Exigência de seguro garantia

Como condição para a adesão ao Regime Especial, o Estado de São Paulo exigiu que a Citrosuco contratasse um seguro garantia. Esta é uma prática comum da administração tributária para se proteger contra eventuais irregularidades que possam ser detectadas posteriormente.

A Citrosuco, então, contratou apólice de seguro garantia junto a uma seguradora. Esta apólice tinha como finalidade garantir o pagamento de eventuais débitos fiscais caso a empresa descumprisse as regras do regime especial durante sua vigência.

A apólice continha cláusula que estabelecia:

• a vigência do seguro seria igual ao prazo do regime especial;

• o seguro garantiria o pagamento de débitos referentes a infrações ocorridas durante a vigência do regime;

• o seguro se extinguiria quando o contrato principal (regime especial) fosse extinto.

 

Voltando ao caso concreto

Durante o ano de 2016, a Citrosuco operou normalmente sob o regime especial. No entanto, o departamento fiscal da empresa teria praticado algumas irregularidades, como aproveitar créditos em percentual superior ao permitido.

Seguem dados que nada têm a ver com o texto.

use std::sync::Arc;

use axum::Json;
use axum::extract::Path;
use axum::routing::{delete, post};
use axum::{Router, extract::State, http::StatusCode, routing::get};
use serde::{Deserialize, Serialize};
use tokio::sync::Mutex;

use crate::error::AppError;
use crate::models::*;
use crate::services::{CreatedCourse, EditorSession, EditorSnapshot, ReconcileOutcome};
use crate::state::AppState;
use crate::validation::{ValidationError, ValidationReport, validate_all};

#[derive(Deserialize)]
struct LinkRequest {
    target_id: i64,
}

#[derive(Deserialize)]
struct EntryRequest {
    text: String,
}

#[derive(Serialize)]
struct SaveResponse {
    outcome: ReconcileOutcome,
    editor: EditorSnapshot,
}

pub fn router(state: AppState) -> Router {
    Router::new()
        .route("/health", get(health))
        .route("/catalogs", get(list_catalogs))
        .route("/courses", post(create_course))
        .route("/courses/{id}/open", post(open_course))
        .route("/courses/{id}/editor", get(get_editor).patch(save_editor))
        .route("/courses/{id}/editor/validate", post(validate_editor))
        .route("/courses/{id}/links/{kind}", post(add_link))
        .route("/courses/{id}/links/{kind}/{link_id}", delete(remove_link))
        .route("/courses/{id}/entries/{kind}", post(add_entry))
        .route("/courses/{id}/entries/{kind}/{entry_id}", delete(remove_entry))
        .route("/validate/{domain}", post(validate_domain))
        .with_state(state)
}

async fn health() -> StatusCode {
    StatusCode::OK
}

async fn open_session(state: &AppState, id: CourseId) -> Result<Arc<Mutex<EditorSession>>, AppError> {
    state.sessions.get(id).await.ok_or(AppError::NotFound)
}

async fn list_catalogs(State(state): State<AppState>) -> Result<Json<Catalogs>, AppError> {
    let catalogs = state.editor.load_catalogs().await?;
    Ok(Json(catalogs))
}

async fn create_course(
    State(state): State<AppState>,
    Json(edits): Json<FieldMap>,
) -> Result<(StatusCode, Json<CreatedCourse>), AppError> {
    let created = state.editor.create_course(&edits).await?;
    Ok((StatusCode::CREATED, Json(created)))
}

async fn open_course(
    State(state): State<AppState>,
    Path(id): Path<CourseId>,
) -> Result<Json<EditorSnapshot>, AppError> {
    let session = state.sessions.get_or_create(id).await;
    let mut session = session.lock().await;
    state.editor.open(&mut session, id).await?;
    Ok(Json(session.snapshot()))
}

async fn get_editor(
    State(state): State<AppState>,
    Path(id): Path<CourseId>,
) -> Result<Json<EditorSnapshot>, AppError> {
    let session = open_session(&state, id).await?;
    let session = session.lock().await;
    Ok(Json(session.snapshot()))
}

async fn save_editor(
    State(state): State<AppState>,
    Path(id): Path<CourseId>,
    Json(edits): Json<FieldMap>,
) -> Result<Json<SaveResponse>, AppError> {
    let session = open_session(&state, id).await?;
    let mut session = session.lock().await;
    let outcome = state.editor.save(&mut session, &edits).await?;
    Ok(Json(SaveResponse { outcome, editor: session.snapshot() }))
}

async fn validate_editor(
    State(state): State<AppState>,
    Path(id): Path<CourseId>,
    Json(edits): Json<FieldMap>,
) -> Result<Json<Vec<ValidationError>>, AppError> {
    let session = open_session(&state, id).await?;
    let mut session = session.lock().await;
    Ok(Json(state.editor.revalidate(&mut session, &edits)))
}

async fn add_link(
    State(state): State<AppState>,
    Path((id, kind)): Path<(CourseId, LinkKind)>,
    Json(req): Json<LinkRequest>,
) -> Result<(StatusCode, Json<CourseLink>), AppError> {
    let session = open_session(&state, id).await?;
    let mut session = session.lock().await;
    let link = state.editor.link(&mut session, kind, req.target_id).await?;
    Ok((StatusCode::CREATED, Json(link)))
}

async fn remove_link(
    State(state): State<AppState>,
    Path((id, kind, link_id)): Path<(CourseId, LinkKind, i64)>,
) -> Result<StatusCode, AppError> {
    let session = open_session(&state, id).await?;
    let mut session = session.lock().await;
    state.editor.unlink(&mut session, kind, link_id).await?;
    Ok(StatusCode::NO_CONTENT)
}

async fn add_entry(
    State(state): State<AppState>,
    Path((id, kind)): Path<(CourseId, EntryKind)>,
    Json(req): Json<EntryRequest>,
) -> Result<(StatusCode, Json<TextEntry>), AppError> {
    let session = open_session(&state, id).await?;
    let mut session = session.lock().await;
    let entry = state.editor.add_entry(&mut session, kind, &req.text).await?;
    Ok((StatusCode::CREATED, Json(entry)))
}

async fn remove_entry(
    State(state): State<AppState>,
    Path((id, kind, entry_id)): Path<(CourseId, EntryKind, i64)>,
) -> Result<StatusCode, AppError> {
    let session = open_session(&state, id).await?;
    let mut session = session.lock().await;
    state.editor.remove_entry(&mut session, kind, entry_id).await?;
    Ok(StatusCode::NO_CONTENT)
}

async fn validate_domain(
    Path(domain): Path<String>,
    Json(edits): Json<FieldMap>,
) -> Result<Json<ValidationReport>, AppError> {
    let domain = RuleDomain::parse(&domain)
        .ok_or_else(|| AppError::BadRequest(format!("Unknown rule domain: {}", domain)))?;
    Ok(Json(validate_all(domain, &edits)))
}
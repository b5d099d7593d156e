use std::sync::Arc;

use serde::Serialize;
use tracing::info;

use crate::{error::AppError, api::CourseApi};
use crate::fields::classify;
use crate::models::{
    Catalogs, Course, CourseId, CourseLink, CourseSetting, EntryKind, FieldMap, LinkKind,
    LinkedCollections, RuleDomain, SettingState, TextEntry,
};
use crate::services::fetch_service::FetchService;
use crate::services::reconcile_service::{ReconcileOutcome, ReconcileService};
use crate::validation::{FieldErrors, ValidationError, validate_all, validate_complete};

/// Editing state of one course.
#[derive(Debug, Clone, Default)]
pub struct EditorSession {
    pub course: Course,
    pub setting: SettingState,
    pub linked: LinkedCollections,
    pub catalogs: Catalogs,
    pub field_errors: FieldErrors,
    /// Set once an open has installed a server baseline.
    pub loaded: bool,
}

impl EditorSession {
    pub fn new(course_id: CourseId) -> Self {
        Self { course: Course::new(course_id), ..Default::default() }
    }

    /// Forget everything scoped to the previous course.
    pub fn reset_for(&mut self, course_id: CourseId) {
        self.course = Course::new(course_id);
        self.setting = SettingState::Unloaded;
        self.linked = LinkedCollections::default();
        self.field_errors.clear();
        self.loaded = false;
    }

    /// Writes need a fetched baseline to diff against and to pick create vs update.
    fn ensure_loaded(&self) -> Result<(), AppError> {
        if self.loaded {
            Ok(())
        } else {
            Err(AppError::NotFound)
        }
    }

    pub fn snapshot(&self) -> EditorSnapshot {
        EditorSnapshot {
            course: self.course.clone(),
            setting: self.setting.record().cloned(),
            loaded: self.loaded,
            saving: self.setting.is_in_flight(),
            linked: self.linked.clone(),
            field_errors: self.field_errors.to_vec(),
        }
    }
}

#[derive(Debug, Clone, Serialize)]
pub struct EditorSnapshot {
    pub course: Course,
    pub setting: Option<CourseSetting>,
    pub loaded: bool,
    pub saving: bool,
    pub linked: LinkedCollections,
    pub field_errors: Vec<ValidationError>,
}

#[derive(Debug, Clone, Serialize)]
pub struct CreatedCourse {
    pub course: Course,
    pub setting: Option<CourseSetting>,
}

/// Drives the fetch, save and selection flows for editor sessions.
pub struct CourseEditor {
    api: Arc<dyn CourseApi>,
    fetcher: FetchService,
    reconciler: ReconcileService,
}

impl CourseEditor {
    pub fn new(api: Arc<dyn CourseApi>) -> Self {
        Self {
            fetcher: FetchService::new(api.clone()),
            reconciler: ReconcileService::new(api.clone()),
            api,
        }
    }

    pub async fn load_catalogs(&self) -> Result<Catalogs, AppError> {
        self.fetcher.load_catalogs().await
    }

    /// Select a course: run both fetch phases, then replace per-course state.
    ///
    /// A failed re-open of the same course keeps the previous baseline. A
    /// failed switch to another course leaves the session unloaded.
    pub async fn open(&self, session: &mut EditorSession, course_id: CourseId) -> Result<(), AppError> {
        if session.course.id != course_id {
            session.reset_for(course_id);
        }

        let catalogs = self.fetcher.load_catalogs().await?;
        let course = catalogs.find_course(course_id).cloned().ok_or(AppError::NotFound)?;
        let scope = self.fetcher.load_course_scope(course_id).await;

        session.reset_for(course_id);
        session.loaded = true;
        session.course = course;
        session.catalogs = catalogs;
        session.linked = scope.linked;
        session.setting = SettingState::from_lookup(scope.setting);
        info!("Opened course {} for editing", course_id);
        Ok(())
    }

    pub async fn save(&self, session: &mut EditorSession, edits: &FieldMap) -> Result<ReconcileOutcome, AppError> {
        session.ensure_loaded()?;
        let result = self
            .reconciler
            .reconcile(&mut session.course, &mut session.setting, edits)
            .await;
        match &result {
            Ok(_) => session.field_errors.clear(),
            Err(AppError::Validation(errors)) => session.field_errors.replace_with(errors),
            Err(_) => {}
        }
        result
    }

    /// Live check of individual fields while the user types.
    pub fn revalidate(&self, session: &mut EditorSession, edits: &FieldMap) -> Vec<ValidationError> {
        for (name, value) in edits {
            let domain = domain_of(name);
            session.field_errors.revalidate(domain, name, Some(value));
        }
        session.field_errors.to_vec()
    }

    /// New-course mode: the full course domain must validate, then the
    /// course is created and, if settings fields were supplied, its settings.
    pub async fn create_course(&self, edits: &FieldMap) -> Result<CreatedCourse, AppError> {
        let classified = classify(edits);
        let mut errors = Vec::new();
        errors.extend(validate_complete(RuleDomain::Course, edits).errors);
        errors.extend(validate_all(RuleDomain::Pricing, edits).errors);
        errors.extend(validate_all(RuleDomain::Seo, edits).errors);
        errors.extend(validate_all(RuleDomain::CourseSetting, &classified.setting).errors);
        if !errors.is_empty() {
            return Err(AppError::Validation(errors));
        }

        let course = self.api.create_course(&classified.course).await?;
        info!("Created course {}", course.id);

        let setting = if classified.setting.is_empty() {
            None
        } else {
            Some(self.api.create_course_setting(course.id, &classified.setting).await?)
        };

        Ok(CreatedCourse { course, setting })
    }

    pub async fn link(&self, session: &mut EditorSession, kind: LinkKind, target_id: i64) -> Result<CourseLink, AppError> {
        session.ensure_loaded()?;
        let link = self.api.add_link(session.course.id, kind, target_id).await?;
        session.linked.links_mut(kind).push(link.clone());
        Ok(link)
    }

    pub async fn unlink(&self, session: &mut EditorSession, kind: LinkKind, link_id: i64) -> Result<(), AppError> {
        session.ensure_loaded()?;
        self.api.remove_link(session.course.id, kind, link_id).await?;
        session.linked.links_mut(kind).retain(|l| l.id != link_id);
        Ok(())
    }

    pub async fn add_entry(&self, session: &mut EditorSession, kind: EntryKind, text: &str) -> Result<TextEntry, AppError> {
        session.ensure_loaded()?;
        let text = text.trim();
        if text.is_empty() {
            return Err(AppError::BadRequest("Entry text must not be empty".to_string()));
        }
        let entry = self.api.add_entry(session.course.id, kind, text).await?;
        session.linked.entries_mut(kind).push(entry.clone());
        Ok(entry)
    }

    pub async fn remove_entry(&self, session: &mut EditorSession, kind: EntryKind, entry_id: i64) -> Result<(), AppError> {
        session.ensure_loaded()?;
        self.api.remove_entry(session.course.id, kind, entry_id).await?;
        session.linked.entries_mut(kind).retain(|e| e.id != entry_id);
        Ok(())
    }
}

/// Rule domain a flat edit key is checked against.
pub fn domain_of(name: &str) -> RuleDomain {
    use crate::models::{CourseField, PatronField, SettingField};

    if let Some(f) = CourseField::from_name(name) {
        f.domain()
    } else if SettingField::from_name(name).is_some() {
        RuleDomain::CourseSetting
    } else if PatronField::from_name(name).is_some() {
        RuleDomain::Patron
    } else {
        RuleDomain::Course
    }
}
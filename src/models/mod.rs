pub mod catalog;
pub mod course;
pub mod fields;

pub use catalog::{CatalogItem, Catalogs, CourseLink, EntryKind, LinkKind, LinkedCollections, TextEntry};
pub use course::{Course, CourseId, CourseSetting, FieldMap, SettingId, SettingState, SettingWrite};
pub use fields::{CourseField, Field, FieldType, PatronField, RuleDomain, SettingField};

Estas irregularidades ocorreram entre março e dezembro de 2016, período em que o regime especial estava em plena vigência.

 

Revogação do regime especial

Em 15 de fevereiro de 2017, por razões administrativas e estratégicas próprias, a Citrosuco solicitou a revogação do regime especial, o que foi aceito pelo Estado de São Paulo. A partir dessa data, a empresa voltou a operar sob o regime normal de tributação do ICMS.

 

Fiscalização e auto de infração

Em janeiro de 2018, o fisco estadual realizou uma auditoria nas operações da empresa e identificou as irregularidades que teriam sido cometidas durante o ano de 2016.

Em 5 de fevereiro de 2018, foi lavrado o Auto de Infração e Imposição de Multa.

Repare que este auto foi lavrado quase um ano após a revogação do regime especial.

 

Ação de cobrança

Diante do cenário acima, o Estado de São Paulo ajuizou ação de cobrança contra a seguradora, buscando receber a indenização prevista na apólice do seguro garantia.

O Estado argumentou que as infrações ocorreram durante a vigência do regime especial e, portanto, estariam cobertas pelo seguro, independentemente de o auto de infração ter sido lavrado após a revogação do regime.

 

Contestação da seguradora

A seguradora contestou alegando que:

• o seguro garantia era acessório ao contrato principal (regime especial) e, tendo este sido revogado em fevereiro de 2017, o seguro também estaria extinto;

• o auto de infração foi lavrado em fevereiro de 2018, muito depois da revogação do regime especial;

• o crédito tributário estava com exigibilidade suspensa considerando que a Citrosuco interpôs recurso administrativo contra a autuação, não sendo possível exigir o pagamento do seguro antes da decisão definitiva na instância administrativa.

 

O STJ concordou com os argumentos da Fazenda Pública ou da seguradora?

Da Fazenda Pública.

 

O prazo de vigência do seguro garantia se encerrou com a revogação do regime especial do ICMS; o auto de infração foi lavrado posteriormente; mesmo assim, é possível exigir a indenização da seguradora

O contrato de seguro tem natureza de contrato aleatório, justamente pela ausência de equivalência entre as prestações.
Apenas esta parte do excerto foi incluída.